■ **Your objective**:
Look through the records below, and whenever a line contains "order", copy it.

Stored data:
|---|

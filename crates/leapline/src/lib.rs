//! Leapline: leap year classification and table normalization.
//!
//! Leapline takes a table of years in whatever shape it arrives (a differently
//! named year column, text where numbers should be, yes/no flags, blanks) and
//! produces a canonical table with five guaranteed columns: `Year`,
//! `Is_Leap_Year`, `Leap_Code`, `Leap_Reason` and `Year_Normalized`.
//!
//! # Core Principles
//!
//! - **Non-destructive**: the input table is only borrowed, never modified
//! - **Forgiving**: dirty cells become no value or `false`; only a missing
//!   year column is fatal
//! - **Stateless**: every call computes everything, including the year
//!   scaling, from its own input
//!
//! # Example
//!
//! ```
//! use leapline::{RawTable, normalize};
//!
//! let raw = RawTable::from_json(r#"[{"year": "2024", "Is_Leap_Year": "YES"}]"#).unwrap();
//! let table = normalize(&raw).unwrap();
//!
//! assert_eq!(table.records[0].year, Some(2024));
//! assert_eq!(table.records[0].leap_code, 1);
//! ```

pub mod analysis;
pub mod error;
pub mod input;
pub mod leap;
pub mod normalize;
pub mod output;
pub mod sample;
pub mod table;
pub mod value;

mod leapline;

pub use crate::leapline::{DataOrigin, Leapline, LeaplineConfig, LoadResult};
pub use error::{LeaplineError, Result};
pub use input::{Parser, ParserConfig, SourceMetadata};
pub use leap::{LeapReason, YearVerdict, check_year, is_leap, leap_reason};
pub use normalize::{
    NormalizeOptions, Normalizer, ReasonPolicy, YearColumn, YearColumnStrategy,
    locate_year_column, normalize,
};
pub use output::{OutputFormat, TableWriter};
pub use sample::{DEFAULT_END, DEFAULT_START, SampleRange, generate_sample};
pub use table::{LeapRecord, LeapTable, RawTable};
pub use value::{Value, coerce_flag, coerce_year};
//! Raw cell values and the total coercion functions applied to them.

use std::fmt;

use serde::{Deserialize, Serialize};

/// Tokens accepted as `true` when coercing a leap flag.
pub const TRUE_TOKENS: &[&str] = &["true", "1", "yes"];

/// A single cell of a raw, caller-supplied table.
///
/// Deserializes untagged from JSON: `null`, booleans, numbers and strings.
/// Whole numbers that fit an `i64` stay exact as [`Value::Integer`].
#[derive(Debug, Clone, PartialEq, Default, Serialize, Deserialize)]
#[serde(untagged)]
pub enum Value {
    #[default]
    Missing,
    Bool(bool),
    Integer(i64),
    Number(f64),
    Text(String),
}

impl Value {
    /// Build a text cell, mapping NA-like tokens to [`Value::Missing`].
    pub fn from_cell(raw: &str) -> Self {
        if is_null_token(raw) {
            Value::Missing
        } else {
            Value::Text(raw.to_string())
        }
    }

    /// Whether this cell holds no value.
    pub fn is_missing(&self) -> bool {
        matches!(self, Value::Missing)
    }

    /// Render the cell as text, or `None` when missing.
    pub fn render(&self) -> Option<String> {
        match self {
            Value::Missing => None,
            Value::Bool(b) => Some(b.to_string()),
            Value::Integer(n) => Some(n.to_string()),
            Value::Number(n) => Some(format_number(*n)),
            Value::Text(s) => Some(s.clone()),
        }
    }
}

impl fmt::Display for Value {
    fn fmt(&self, f: &mut fmt::Formatter<'_>) -> fmt::Result {
        match self.render() {
            Some(s) => f.write_str(&s),
            None => Ok(()),
        }
    }
}

impl From<i64> for Value {
    fn from(n: i64) -> Self {
        Value::Integer(n)
    }
}

impl From<f64> for Value {
    fn from(n: f64) -> Self {
        Value::Number(n)
    }
}

impl From<bool> for Value {
    fn from(b: bool) -> Self {
        Value::Bool(b)
    }
}

impl From<&str> for Value {
    fn from(s: &str) -> Self {
        Value::Text(s.to_string())
    }
}

impl From<String> for Value {
    fn from(s: String) -> Self {
        Value::Text(s)
    }
}

impl<T: Into<Value>> From<Option<T>> for Value {
    fn from(v: Option<T>) -> Self {
        v.map_or(Value::Missing, Into::into)
    }
}

/// Check if a raw string represents a missing/null value.
pub fn is_null_token(value: &str) -> bool {
    let trimmed = value.trim();
    trimmed.is_empty()
        || trimmed.eq_ignore_ascii_case("na")
        || trimmed.eq_ignore_ascii_case("n/a")
        || trimmed.eq_ignore_ascii_case("nan")
        || trimmed.eq_ignore_ascii_case("null")
        || trimmed.eq_ignore_ascii_case("none")
        || trimmed.eq_ignore_ascii_case("nil")
        || trimmed == "."
        || trimmed == "-"
}

/// Coerce a cell to a year.
///
/// Integers and integral text parse exactly; finite fractional values are
/// truncated toward zero. Booleans, NA tokens, garbage, NaN and infinities
/// become `None`.
pub fn coerce_year(value: &Value) -> Option<i64> {
    match value {
        Value::Missing | Value::Bool(_) => None,
        Value::Integer(n) => Some(*n),
        Value::Number(n) => truncate_to_year(*n),
        Value::Text(s) => {
            let trimmed = s.trim();
            if is_null_token(trimmed) {
                return None;
            }
            match trimmed.parse::<i64>() {
                Ok(year) => Some(year),
                Err(_) => trimmed.parse::<f64>().ok().and_then(truncate_to_year),
            }
        }
    }
}

fn truncate_to_year(n: f64) -> Option<i64> {
    // i64::MAX as f64 rounds up to 2^63, so the upper bound is exclusive.
    const LIMIT: f64 = 9_223_372_036_854_775_808.0;
    if !n.is_finite() {
        return None;
    }
    let truncated = n.trunc();
    if truncated >= -LIMIT && truncated < LIMIT {
        Some(truncated as i64)
    } else {
        None
    }
}

/// Coerce a cell to a leap flag.
///
/// Booleans pass through. Everything else is rendered, trimmed, lowercased
/// and matched against [`TRUE_TOKENS`]; no match (or a missing cell) is
/// `false`.
pub fn coerce_flag(value: &Value) -> bool {
    match value {
        Value::Bool(b) => *b,
        Value::Missing => false,
        Value::Integer(n) => *n == 1,
        Value::Number(n) => is_true_token(&format_number(*n)),
        Value::Text(s) => is_true_token(s),
    }
}

fn is_true_token(token: &str) -> bool {
    let normalized = token.trim().to_lowercase();
    TRUE_TOKENS.contains(&normalized.as_str())
}

/// Format a number without a trailing `.0` when it is integral.
pub fn format_number(n: f64) -> String {
    if n.is_finite() && n.fract() == 0.0 && n.abs() < 1e15 {
        format!("{}", n as i64)
    } else {
        format!("{}", n)
    }
}

#[cfg(test)]
mod tests {
    use super::*;

    #[test]
    fn test_is_null_token() {
        assert!(is_null_token(""));
        assert!(is_null_token("  "));
        assert!(is_null_token("NA"));
        assert!(is_null_token("n/a"));
        assert!(is_null_token("NaN"));
        assert!(is_null_token("null"));
        assert!(is_null_token("."));
        assert!(!is_null_token("0"));
        assert!(!is_null_token("2024"));
    }

    #[test]
    fn test_coerce_year_text() {
        assert_eq!(coerce_year(&Value::from("2024")), Some(2024));
        assert_eq!(coerce_year(&Value::from(" 1900 ")), Some(1900));
        assert_eq!(coerce_year(&Value::from("2024.0")), Some(2024));
        assert_eq!(coerce_year(&Value::from("1999.9")), Some(1999));
        assert_eq!(coerce_year(&Value::from("-44")), Some(-44));
        assert_eq!(coerce_year(&Value::from("twenty")), None);
        assert_eq!(coerce_year(&Value::from("NA")), None);
        assert_eq!(coerce_year(&Value::from("inf")), None);
    }

    #[test]
    fn test_coerce_year_other_variants() {
        assert_eq!(coerce_year(&Value::Number(2000.0)), Some(2000));
        assert_eq!(coerce_year(&Value::Integer(2000)), Some(2000));
        assert_eq!(coerce_year(&Value::Number(f64::NAN)), None);
        assert_eq!(coerce_year(&Value::Number(1e300)), None);
        assert_eq!(coerce_year(&Value::Missing), None);
        assert_eq!(coerce_year(&Value::Bool(true)), None);
    }

    #[test]
    fn test_coerce_flag_tokens() {
        for token in ["True", "true", "TRUE", "1", "yes", "YES", "  Yes  "] {
            assert!(coerce_flag(&Value::from(token)), "{token:?} should be true");
        }
        for token in ["False", "0", "no", "", "garbage", "y", "t"] {
            assert!(!coerce_flag(&Value::from(token)), "{token:?} should be false");
        }
    }

    #[test]
    fn test_coerce_flag_non_text() {
        assert!(coerce_flag(&Value::Bool(true)));
        assert!(!coerce_flag(&Value::Bool(false)));
        assert!(coerce_flag(&Value::Number(1.0)));
        assert!(!coerce_flag(&Value::Number(0.0)));
        assert!(!coerce_flag(&Value::Number(2.0)));
        assert!(coerce_flag(&Value::Integer(1)));
        assert!(!coerce_flag(&Value::Integer(11)));
        assert!(!coerce_flag(&Value::Missing));
    }

    #[test]
    fn test_value_from_json() {
        let values: Vec<Value> =
            serde_json::from_str(r#"[null, true, 2000, 1.5, "2024"]"#).unwrap();
        assert_eq!(
            values,
            vec![
                Value::Missing,
                Value::Bool(true),
                Value::Integer(2000),
                Value::Number(1.5),
                Value::Text("2024".to_string()),
            ]
        );
    }

    #[test]
    fn test_render() {
        assert_eq!(Value::Number(2000.0).render().as_deref(), Some("2000"));
        assert_eq!(Value::Number(0.25).render().as_deref(), Some("0.25"));
        assert_eq!(Value::Bool(false).render().as_deref(), Some("false"));
        assert_eq!(Value::Missing.render(), None);
        assert_eq!(Value::from_cell(" n/a "), Value::Missing);
    }

    #[test]
    fn test_large_years_stay_exact() {
        let year = 9_007_199_254_740_993_i64;
        assert_eq!(coerce_year(&Value::from(year)), Some(year));
        assert_eq!(Value::from(year).render().as_deref(), Some("9007199254740993"));

        let parsed: Value = serde_json::from_str("9007199254740993").unwrap();
        assert_eq!(parsed, Value::Integer(year));
    }
}
//! Raw input tables and the canonical leap year table.

use std::ops::Range;

use indexmap::IndexMap;
use serde::{Deserialize, Serialize};

use crate::error::Result;
use crate::leap::LeapReason;
use crate::value::Value;

/// Canonical column names, in output order.
pub mod columns {
    pub const YEAR: &str = "Year";
    pub const IS_LEAP_YEAR: &str = "Is_Leap_Year";
    pub const LEAP_CODE: &str = "Leap_Code";
    pub const LEAP_REASON: &str = "Leap_Reason";
    pub const YEAR_NORMALIZED: &str = "Year_Normalized";

    /// All five canonical columns.
    pub const CANONICAL: [&str; 5] = [YEAR, IS_LEAP_YEAR, LEAP_CODE, LEAP_REASON, YEAR_NORMALIZED];

    /// Whether a column name is one of the canonical columns.
    pub fn is_canonical(name: &str) -> bool {
        CANONICAL.contains(&name)
    }
}

/// A caller-supplied table with an arbitrary column set.
#[derive(Debug, Clone, Default, PartialEq, Serialize, Deserialize)]
pub struct RawTable {
    /// Column headers.
    pub headers: Vec<String>,
    /// Row data (row-major order), each row as wide as `headers`.
    pub rows: Vec<Vec<Value>>,
}

impl RawTable {
    /// Create a raw table, padding short rows with missing cells and
    /// truncating long ones.
    pub fn new(headers: Vec<String>, rows: Vec<Vec<Value>>) -> Self {
        let width = headers.len();
        let rows = rows
            .into_iter()
            .map(|mut row| {
                row.resize(width, Value::Missing);
                row
            })
            .collect();
        Self { headers, rows }
    }

    /// Build a table from records keyed by column name.
    ///
    /// Columns appear in first-seen order; keys absent from a record become
    /// missing cells.
    pub fn from_records(records: Vec<IndexMap<String, Value>>) -> Self {
        let mut headers: Vec<String> = Vec::new();
        for record in &records {
            for key in record.keys() {
                if !headers.iter().any(|h| h == key) {
                    headers.push(key.clone());
                }
            }
        }

        let rows = records
            .into_iter()
            .map(|mut record| {
                headers
                    .iter()
                    .map(|h| record.swap_remove(h).unwrap_or_default())
                    .collect()
            })
            .collect();

        Self { headers, rows }
    }

    /// Parse a JSON array of records, e.g. `[{"Year": 2000}]`.
    pub fn from_json(json: &str) -> Result<Self> {
        let records: Vec<IndexMap<String, Value>> = serde_json::from_str(json)?;
        Ok(Self::from_records(records))
    }

    /// Get the number of columns.
    pub fn column_count(&self) -> usize {
        self.headers.len()
    }

    /// Get the number of rows (excluding header).
    pub fn row_count(&self) -> usize {
        self.rows.len()
    }

    /// Position of a column by exact name.
    pub fn column_index(&self, name: &str) -> Option<usize> {
        self.headers.iter().position(|h| h == name)
    }

    /// Get all values for a column by index.
    pub fn column_values(&self, index: usize) -> impl Iterator<Item = &Value> + '_ {
        self.rows
            .iter()
            .map(move |row| row.get(index).unwrap_or(&Value::Missing))
    }

    /// Get a specific cell value.
    pub fn get(&self, row: usize, col: usize) -> Option<&Value> {
        self.rows.get(row).and_then(|r| r.get(col))
    }
}

/// One canonical row.
#[derive(Debug, Clone, PartialEq, Serialize, Deserialize)]
pub struct LeapRecord {
    pub year: Option<i64>,
    pub is_leap_year: bool,
    /// 1 when `is_leap_year`, else 0.
    pub leap_code: u8,
    pub leap_reason: String,
    /// Min-max scaled year in `[0, 1]`.
    pub year_normalized: Option<f64>,
    /// Pass-through cells, aligned with [`LeapTable::extra_columns`].
    #[serde(default, skip_serializing_if = "Vec::is_empty")]
    pub extra: Vec<Value>,
}

impl LeapRecord {
    /// The reason as a known classification, if it is one of the fixed strings.
    pub fn reason_kind(&self) -> Option<LeapReason> {
        self.leap_reason.parse().ok()
    }

    /// Canonical cells followed by the extra cells.
    pub fn cells(&self) -> Vec<Value> {
        let mut cells = Vec::with_capacity(5 + self.extra.len());
        cells.push(Value::from(self.year));
        cells.push(Value::Bool(self.is_leap_year));
        cells.push(Value::from(i64::from(self.leap_code)));
        cells.push(Value::Text(self.leap_reason.clone()));
        cells.push(Value::from(self.year_normalized));
        cells.extend(self.extra.iter().cloned());
        cells
    }
}

/// A canonical table: every row carries all five derived columns.
#[derive(Debug, Clone, Default, PartialEq, Serialize, Deserialize)]
pub struct LeapTable {
    /// Caller columns carried through after the canonical ones.
    #[serde(default)]
    pub extra_columns: Vec<String>,
    pub records: Vec<LeapRecord>,
}

impl LeapTable {
    /// Create a table from parts.
    pub fn new(extra_columns: Vec<String>, records: Vec<LeapRecord>) -> Self {
        Self {
            extra_columns,
            records,
        }
    }

    /// A table with the same extra columns but different rows.
    pub fn with_records(&self, records: Vec<LeapRecord>) -> Self {
        Self {
            extra_columns: self.extra_columns.clone(),
            records,
        }
    }

    /// Number of rows.
    pub fn len(&self) -> usize {
        self.records.len()
    }

    /// Whether the table has no rows.
    pub fn is_empty(&self) -> bool {
        self.records.is_empty()
    }

    /// All column names, canonical first.
    pub fn column_names(&self) -> Vec<&str> {
        columns::CANONICAL
            .iter()
            .copied()
            .chain(self.extra_columns.iter().map(String::as_str))
            .collect()
    }

    /// Iterate over rows in order.
    pub fn iter(&self) -> std::slice::Iter<'_, LeapRecord> {
        self.records.iter()
    }

    /// Valid years, in row order.
    pub fn years(&self) -> impl Iterator<Item = i64> + '_ {
        self.records.iter().filter_map(|r| r.year)
    }

    /// First `n` rows.
    pub fn head(&self, n: usize) -> Self {
        self.slice(0..n)
    }

    /// Last `n` rows.
    pub fn tail(&self, n: usize) -> Self {
        let start = self.len().saturating_sub(n);
        self.slice(start..self.len())
    }

    /// Rows in a position range, clamped to the table.
    pub fn slice(&self, range: Range<usize>) -> Self {
        let end = range.end.min(self.len());
        let start = range.start.min(end);
        self.with_records(self.records[start..end].to_vec())
    }

    /// Convert back into a raw table so it can be normalized again.
    pub fn to_raw(&self) -> RawTable {
        let headers = self
            .column_names()
            .into_iter()
            .map(str::to_string)
            .collect();
        let rows = self.records.iter().map(LeapRecord::cells).collect();
        RawTable::new(headers, rows)
    }

    /// Rows as records keyed by column name.
    pub fn to_records(&self) -> Vec<IndexMap<String, Value>> {
        let names = self.column_names();
        self.records
            .iter()
            .map(|record| {
                names
                    .iter()
                    .map(|n| n.to_string())
                    .zip(record.cells())
                    .collect()
            })
            .collect()
    }
}

impl<'a> IntoIterator for &'a LeapTable {
    type Item = &'a LeapRecord;
    type IntoIter = std::slice::Iter<'a, LeapRecord>;

    fn into_iter(self) -> Self::IntoIter {
        self.records.iter()
    }
}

|---|

■ **Solution to the problem**:
/// Canonical column names, in output order.
    /// Row data (row-major order), each row as wide as `headers`.
    /// Columns appear in first-seen order; keys absent from a record become
    /// Iterate over rows in order.
    /// Valid years, in row order.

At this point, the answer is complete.